Bracelets, téléphones, meubles intelligents... Le marché se structure et les fruits des gérontechnologies vont progressivement passer du stade de l'innovation à celui de produits standards, selon Michaël Carré, directeur santé de Médialis. Il reste à résoudre les questions de leur équation économique et de leur acceptabilité. Y a-t-il atteinte aux libertés individuelles ? s'interroge Jean-Yves Ruaux, de seniorscopie.com : « faut-il laisser les vieux tranquilles ou les aider à sortir du confinement auquel destine la maladie ? Question de contexte. Les bracelets, au lieu de diminuer leur liberté, l'augmentent, les nouveaux lits limitent ou suppriment les besoins de contention ou de médicamentation destinés à pallier les pénuries de personnel, pour les professionnels ».

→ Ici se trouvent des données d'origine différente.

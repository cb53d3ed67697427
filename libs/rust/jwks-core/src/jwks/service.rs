//! Rotation policy over a key store.
//!
//! Each key use is a slot with one current key. On every credentials request
//! the slot is classified:
//!
//! - missing: nothing current, generate one;
//! - fresh: usable as-is;
//! - stale: expired (or revoked), revoke it and install a replacement;
//! - mismatched: generated under another algorithm, install a replacement
//!   but leave the old key valid for verification;
//! - superseded: the newest key of the slot is revoked and the store fell
//!   back to an older one, install a replacement instead of reusing it.
//!
//! Replacements go through [`KeyStore::replace_current`], so concurrent
//! rotations (in this process or another) agree on a single winner.

use crate::config::{JwksOptions, StoreConfig};
use crate::crypto::{Algorithm, KeyFactory, KeyUse, validate_catalog};
use crate::error::{JwksError, Result};
use crate::jwks::{JsonWebKeySet, JwksCache, KeyMaterial};
use crate::jwt::{EncryptingCredentials, SigningCredentials};
use crate::metrics;
use crate::storage::{KeyStore, build_store};
use std::sync::Arc;
use std::time::Instant;
use tokio::sync::Mutex;
use tracing::{debug, info, instrument, warn};

/// Attempts at installing a new current key before giving up.
const MAX_ROTATION_ATTEMPTS: usize = 3;

/// Revocation reason recorded on administrative rotation.
const FORCED_ROTATION_REASON: &str = "rotated";

#[derive(Debug, Clone, Copy, PartialEq, Eq)]
enum Trigger {
    Missing,
    Expired,
    Revoked,
    AlgorithmChanged,
    Superseded,
    Forced,
}

impl Trigger {
    const fn as_str(self) -> &'static str {
        match self {
            Self::Missing => "missing",
            Self::Expired => "expired",
            Self::Revoked => "revoked",
            Self::AlgorithmChanged => "algorithm_changed",
            Self::Superseded => "superseded",
            Self::Forced => "forced",
        }
    }
}

enum SlotState {
    Fresh(KeyMaterial),
    Missing,
    Stale { current: KeyMaterial, trigger: Trigger },
    Mismatched(KeyMaterial),
    Superseded(KeyMaterial),
}

/// Key lifecycle service: rotation, revocation and publication.
pub struct JwksService {
    options: JwksOptions,
    store: Arc<dyn KeyStore>,
    factory: KeyFactory,
    rotation_lock: Mutex<()>,
    cache: JwksCache,
}

impl std::fmt::Debug for JwksService {
    fn fmt(&self, f: &mut std::fmt::Formatter<'_>) -> std::fmt::Result {
        f.debug_struct("JwksService")
            .field("options", &self.options)
            .field("backend", &self.store.backend())
            .finish_non_exhaustive()
    }
}

impl JwksService {
    /// Create a service over `store`.
    ///
    /// # Errors
    ///
    /// Returns `InvalidConfiguration` if the options are inconsistent or the
    /// algorithm catalog fails its startup check.
    pub fn new(options: JwksOptions, store: Arc<dyn KeyStore>) -> Result<Self> {
        options.validate()?;
        validate_catalog()?;
        let factory =
            KeyFactory::new(options.key_prefix.clone()).with_rsa_key_size(options.rsa_key_size)?;
        let cache = JwksCache::new(options.cache_duration);
        info!(
            backend = store.backend(),
            signing_algorithm = %options.signing_algorithm,
            encryption_algorithm = %options.encryption_algorithm,
            days_until_expire = options.days_until_expire,
            "JWKS service initialized"
        );
        Ok(Self {
            options,
            store,
            factory,
            rotation_lock: Mutex::new(()),
            cache,
        })
    }

    /// Build the service and its store from environment variables.
    ///
    /// # Errors
    ///
    /// Returns `InvalidConfiguration` for bad settings and
    /// `StoreUnavailable` if the store cannot be opened.
    pub async fn from_env() -> Result<Self> {
        let options = JwksOptions::from_env()?;
        let store = build_store(&StoreConfig::from_env()?).await?;
        Self::new(options, store)
    }

    /// Active options.
    #[must_use]
    pub const fn options(&self) -> &JwksOptions {
        &self.options
    }

    /// Underlying store.
    #[must_use]
    pub fn store(&self) -> &Arc<dyn KeyStore> {
        &self.store
    }

    /// Current signing key, rotated first if needed.
    ///
    /// # Errors
    ///
    /// Returns `StoreUnavailable` or `KeyGenerationFailed`; no credentials
    /// are ever returned from a stale or revoked key.
    pub async fn current_signing_credentials(&self) -> Result<SigningCredentials> {
        let key = self.ensure_current(KeyUse::Signature).await?;
        SigningCredentials::new(key)
    }

    /// Current encryption key, rotated first if needed, with the configured
    /// content encryption.
    ///
    /// # Errors
    ///
    /// Returns `StoreUnavailable` or `KeyGenerationFailed`.
    pub async fn current_encrypting_credentials(&self) -> Result<EncryptingCredentials> {
        let key = self.ensure_current(KeyUse::Encryption).await?;
        EncryptingCredentials::new(key, self.options.content_encryption)
    }

    /// Up to `quantity` keys, newest first, revoked keys included.
    ///
    /// The page never exceeds `algorithms_to_keep`; read the store directly
    /// to inspect older generations.
    ///
    /// # Errors
    ///
    /// Returns `StoreUnavailable` if the store fails.
    pub async fn get_last_keys(
        &self,
        quantity: usize,
        key_use: Option<KeyUse>,
    ) -> Result<Vec<KeyMaterial>> {
        let quantity = quantity.min(self.options.algorithms_to_keep);
        let result = self.store.get_last_keys(quantity, key_use).await;
        self.observe("get_last_keys", result)
    }

    /// Signing keys offered to token validation: the last
    /// `algorithms_to_keep` generations.
    ///
    /// # Errors
    ///
    /// Returns `StoreUnavailable` if the store fails.
    pub async fn verification_keys(&self) -> Result<Vec<KeyMaterial>> {
        self.get_last_keys(self.options.algorithms_to_keep, Some(KeyUse::Signature))
            .await
    }

    /// Revoke a key by id. Revoking twice is harmless.
    ///
    /// No replacement is generated here; the next credentials request does
    /// that.
    ///
    /// # Errors
    ///
    /// Returns `KeyNotFound` for an unknown id and `StoreUnavailable` if the
    /// store fails.
    #[instrument(skip(self))]
    pub async fn revoke_key(&self, key_id: &str, reason: Option<&str>) -> Result<KeyMaterial> {
        let existing = self.observe("get", self.store.get(key_id).await)?;
        match existing {
            None => return Err(JwksError::KeyNotFound(key_id.to_string())),
            Some(key) if key.is_revoked() => {
                debug!("Key already revoked");
                return Ok(key);
            }
            Some(_) => {}
        }

        let revoked = self
            .observe("revoke", self.store.revoke(key_id, reason).await)?
            .ok_or_else(|| JwksError::KeyNotFound(key_id.to_string()))?;
        self.cache.invalidate();
        metrics::record_key_revoked(reason.unwrap_or("unspecified"));
        warn!(key_use = %revoked.key_use(), "Key revoked");
        Ok(revoked)
    }

    /// Force a rotation of a slot: revoke the current key (if any) and
    /// install a new one.
    ///
    /// # Errors
    ///
    /// Returns `StoreUnavailable` or `KeyGenerationFailed`.
    #[instrument(skip(self))]
    pub async fn generate_new_key(&self, key_use: KeyUse) -> Result<KeyMaterial> {
        let _guard = self.rotation_lock.lock().await;
        for attempt in 1..=MAX_ROTATION_ATTEMPTS {
            let current = self.observe("get_current", self.store.get_current(key_use).await)?;
            let expected = current.as_ref().map(KeyMaterial::id);
            let key = self.generate(self.options.algorithm_for(key_use)).await?;
            let installed = self
                .store
                .replace_current(expected, &key, Some(FORCED_ROTATION_REASON))
                .await;
            if self.observe("replace_current", installed)? {
                self.rotated(&key, Trigger::Forced);
                return Ok(key);
            }
            debug!(attempt, "Current key changed during forced rotation, retrying");
        }
        Err(contended(key_use))
    }

    /// Public key set built from the last `algorithms_to_keep` keys of each
    /// use. Symmetric keys never appear.
    ///
    /// # Errors
    ///
    /// Returns `StoreUnavailable` if the store fails.
    pub async fn public_jwks(&self) -> Result<Arc<JsonWebKeySet>> {
        if let Some(jwks) = self.cache.get() {
            return Ok(jwks);
        }
        let epoch = self.cache.epoch();
        let mut keys = Vec::new();
        for key_use in [KeyUse::Signature, KeyUse::Encryption] {
            keys.extend(
                self.get_last_keys(self.options.algorithms_to_keep, Some(key_use))
                    .await?,
            );
        }
        let jwks = self.cache.put(epoch, JsonWebKeySet::from_keys(&keys));
        debug!(keys = jwks.keys.len(), "Public JWKS rebuilt");
        Ok(jwks)
    }

    /// Remove every key. Not for production use.
    ///
    /// # Errors
    ///
    /// Returns `StoreUnavailable` if the store fails.
    #[instrument(skip(self))]
    pub async fn clear(&self) -> Result<()> {
        let _guard = self.rotation_lock.lock().await;
        self.observe("clear", self.store.clear().await)?;
        self.cache.invalidate();
        warn!("All keys removed");
        Ok(())
    }

    #[instrument(skip(self))]
    async fn ensure_current(&self, key_use: KeyUse) -> Result<KeyMaterial> {
        // A non-revoked newest key is also the current one.
        let newest = self.newest(key_use).await?.filter(|k| !k.is_revoked());
        if let SlotState::Fresh(key) = self.classify(newest, None, key_use) {
            return Ok(key);
        }

        let _guard = self.rotation_lock.lock().await;
        for attempt in 1..=MAX_ROTATION_ATTEMPTS {
            let newest = self.newest(key_use).await?;
            let current = self.observe("get_current", self.store.get_current(key_use).await)?;
            let state = self.classify(current, newest.as_ref(), key_use);
            let (expected, revoke_reason, trigger) = match state {
                SlotState::Fresh(key) => return Ok(key),
                SlotState::Missing => (None, None, Trigger::Missing),
                SlotState::Stale { current, trigger } => {
                    (Some(current), Some(trigger.as_str()), trigger)
                }
                SlotState::Mismatched(current) => (Some(current), None, Trigger::AlgorithmChanged),
                SlotState::Superseded(current) => (Some(current), None, Trigger::Superseded),
            };

            let key = self.generate(self.options.algorithm_for(key_use)).await?;
            let installed = self
                .store
                .replace_current(expected.as_ref().map(KeyMaterial::id), &key, revoke_reason)
                .await;
            if self.observe("replace_current", installed)? {
                if let Some(previous) = &expected {
                    info!(previous_key_id = %previous.id(), "Replaced current key");
                }
                self.rotated(&key, trigger);
                // Re-read so callers see whatever the store now calls current.
                if let Some(current) =
                    self.observe("get_current", self.store.get_current(key_use).await)?
                {
                    return Ok(current);
                }
            }
            debug!(attempt, "Current key changed during rotation, re-reading");
        }
        Err(contended(key_use))
    }

    /// Newest key of a slot, revoked or not.
    async fn newest(&self, key_use: KeyUse) -> Result<Option<KeyMaterial>> {
        let result = self.store.get_last_keys(1, Some(key_use)).await;
        Ok(self.observe("get_last_keys", result)?.into_iter().next())
    }

    /// Classify the store's current key. `newest` is the newest key of the
    /// slot when known; a current key older than it is a fallback left
    /// behind by a revocation and is never reused.
    fn classify(
        &self,
        current: Option<KeyMaterial>,
        newest: Option<&KeyMaterial>,
        key_use: KeyUse,
    ) -> SlotState {
        let Some(current) = current else {
            return SlotState::Missing;
        };
        if current.is_revoked() {
            return SlotState::Stale {
                current,
                trigger: Trigger::Revoked,
            };
        }
        if current.is_expired(self.options.days_until_expire) {
            return SlotState::Stale {
                current,
                trigger: Trigger::Expired,
            };
        }
        if newest.is_some_and(|newest| newest.created_at() > current.created_at()) {
            return SlotState::Superseded(current);
        }
        if current.algorithm() != self.options.algorithm_for(key_use) {
            return SlotState::Mismatched(current);
        }
        SlotState::Fresh(current)
    }

    async fn generate(&self, algorithm: Algorithm) -> Result<KeyMaterial> {
        let factory = self.factory.clone();
        let started = Instant::now();
        let key = tokio::task::spawn_blocking(move || factory.create(algorithm))
            .await
            .map_err(|e| JwksError::generation(format!("key generation task failed: {e}")))??;
        metrics::record_key_generated(
            algorithm.name(),
            algorithm.key_use().as_str(),
            started.elapsed().as_secs_f64(),
        );
        debug!(key_id = %key.id(), %algorithm, "Generated key");
        Ok(key)
    }

    fn rotated(&self, key: &KeyMaterial, trigger: Trigger) {
        self.cache.invalidate();
        metrics::record_rotation(key.key_use().as_str(), trigger.as_str());
        info!(
            key_id = %key.id(),
            algorithm = %key.algorithm(),
            trigger = trigger.as_str(),
            "Installed new current key"
        );
    }

    fn observe<T>(&self, operation: &str, result: Result<T>) -> Result<T> {
        let status = if result.is_ok() { "success" } else { "error" };
        metrics::record_store_operation(self.store.backend(), operation, status);
        if let Err(e) = &result {
            warn!(backend = self.store.backend(), operation, error = %e, "Key store operation failed");
        }
        result
    }
}

fn contended(key_use: KeyUse) -> JwksError {
    JwksError::store(format!(
        "current {key_use} key kept changing after {MAX_ROTATION_ATTEMPTS} rotation attempts"
    ))
}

www.seniorscopie.com, 8 juin 2009.

Technologies : bracelet électronique

A la maison de retraite Gilbert Forrestier de Lomme (communauté urbaine de Lille), 80% des cinquante-cinq résidants sont atteints de la maladie d'Alzheimer. Ils sont presque tous équipés d'un bracelet-montre qui déclenche le verrouillage de la porte de l'établissement dès qu'ils s'en approchent. Ce bracelet, développé par la société finlandaise Vivago, a été introduit en 2003. Il comporte également des capteurs qui alertent les personnels médicaux sur certaines anomalies de santé. La montre prévient automatiquement le personnel en cas d'inactivité totale (perte de connaissance, malaise), d'hypothermie ou lorsque le bracelet est retiré. Le bracelet envoie un signal vers un ordinateur qui renseigne le personnel soignant par téléphone, et déclenche une alarme lorsque l'état de santé s'est dégradé par rapport aux deux semaines précédentes. Selon Mireille Wascat, infirmière référente, le bracelet permet d'évaluer la qualité du sommeil, lors d'une nouvelle prescription de somnifères. Claude Tailleur, médecin coordonnateur de la maison de retraite, considère que le bracelet est « surtout une aide pour éviter que les gens ne se mettent en danger », et apprécie la possibilité d'intervenir immédiatement en cas de chute. Et qu'en pensent les résidants ? Ils « ne sont pas du tout réticents, mais ne comprennent pas tous », reconnaît Annick Lapierre, directrice du centre communal d'action sociale (CCAS), à l'origine du projet. Le bracelet a permis d'éviter les fugues de personnes désorientées, source de stress permanent pour les équipes. Le coût d'installation du dispositif est de quarante mille euros. Un second établissement lillois sera prochainement équipé.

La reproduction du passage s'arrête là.